Plaintiffs argue instead that they may maintain this action under the so-called commercial activity exception to foreign sovereign immunity, see 28 U.S.C. § 1605(a)(2). They recognize that an executive order by the President purported to settle and dispose of claims by U.S. and foreign nationals, [#48] at 9, but they argue that the President had no authority to dispose of these claims without direct authority from Congress, and they assert their belief that Congress has not provided such authority, regardless of the LCRA. Id. at 14.

This argument fails. Libya's alleged conduct is not commercial activity as it is understood by 28 U.S.C. § 1605(a)(2). According to Supreme Court and circuit precedent, the "key inquiry in determining whether particular conduct constitutes commercial activity . . . [is] whether it is 'the sort of action by which private parties can engage in commerce.'" Mwani v. Bin Laden, 417 F.3d 1, 17 (D.C. Cir. 2005) (citing Saudi Arabia v. Nelson, 507 U.S. 349, 362 (1993)). In Mwani, the D.C. Circuit rejected the claim that Afghanistan's provision of land for terrorist training camps could be considered commercial. Id. Here, the allegations are that Libya received an IRA "envoy in Tripoli, Libya, who obtained quasi-ambassadorial status," Am. Compl. [#34] ¶ 212, that Libya provided both arms and financial support to the IRA, e.g., id. ¶¶ 210-211, and that Libya trained IRA terrorists, id. ¶ 236. There is no way to characterize such activities as "commercial." Libya supported the IRA with both arms and funds --- sponsoring terrorists, not trading with them.

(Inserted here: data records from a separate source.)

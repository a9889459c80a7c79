//! Configuration system

pub use serde::{Deserialize, Serialize};
use std::path::Path;

/// Configuration trait
pub trait Config: Serialize + for<'de> Deserialize<'de> + Default {
    /// Load configuration from file
    fn load_from_file(path: impl AsRef<Path>) -> Result<Self, ConfigError> {
        let path = path.as_ref();
        let contents = std::fs::read_to_string(path)?;

        match extension(path) {
            Some("toml") => toml::from_str(&contents).map_err(|e| ConfigError::Parse(e.to_string())),
            Some("ron") => ron::from_str(&contents).map_err(|e| ConfigError::Parse(e.to_string())),
            _ => Err(ConfigError::UnsupportedFormat(path.display().to_string())),
        }
    }

    /// Save configuration to file
    fn save_to_file(&self, path: impl AsRef<Path>) -> Result<(), ConfigError> {
        let path = path.as_ref();
        let contents = match extension(path) {
            Some("toml") => {
                toml::to_string_pretty(self).map_err(|e| ConfigError::Serialize(e.to_string()))?
            }
            Some("ron") => ron::ser::to_string_pretty(self, ron::ser::PrettyConfig::default())
                .map_err(|e| ConfigError::Serialize(e.to_string()))?,
            _ => return Err(ConfigError::UnsupportedFormat(path.display().to_string())),
        };

        std::fs::write(path, contents)?;
        Ok(())
    }
}

fn extension(path: &Path) -> Option<&str> {
    path.extension().and_then(|ext| ext.to_str())
}

/// Configuration errors
#[derive(thiserror::Error, Debug)]
pub enum ConfigError {
    /// IO error
    #[error("IO error: {0}")]
    Io(#[from] std::io::Error),

    /// Parse error
    #[error("Parse error: {0}")]
    Parse(String),

    /// Serialization error
    #[error("Serialization error: {0}")]
    Serialize(String),

    /// Unsupported format
    #[error("Unsupported format: {0}")]
    UnsupportedFormat(String),

    /// A value parsed fine but makes no sense
    #[error("Invalid value: {0}")]
    Invalid(String),
}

Moreover, even if the allegations of the amended complaint fell within the commercial activity exception, it would require a very cramped reading of the LCRA to exclude this case from those that Congress plainly intended to foreclose as part of the effort to normalize relations with Libya. The LCRA provides that "any other private right of action relating to acts by a state sponsor of terrorism arising under Federal, State, or foreign law shall not apply with respect to claims against Libya, or any of its agencies, instrumentalities, officials, employees, or agents in any action in a Federal or State court." LCRA, Pub. L. No. 110-303, § 5(a)(1)(B). Plaintiffs' invocation of the commercial activity exception does not change the fact that the complaint in this case asserts "a private right of action relating to acts by a state sponsor of terrorism." Id. § 5(a)(1)(B) (emphasis added). Plaintiff's claim, by any other name, is about Libya's sponsorship of IRA terrorists, see Am. Compl. [#34] ¶ 203 ("Beginning in 1972, Defendant Libya established contacts with the PIRA which, in the subsequent twenty-five (25) years, grew into a material support apparatus provided by Libya to the PIRA."); id. ¶ 204 ("Between 1972 and 1997, Libya provided material support to the PIRA in the form of finances, a base in Tripoli, military and explosives training, arms, explosives, including but not limited to Semtex, explosive components, public support, and encouragement."). The text of the LCRA makes clear that Congress intended to end precisely such cases so as to normalize relations with Libya, and the law will be given that effect.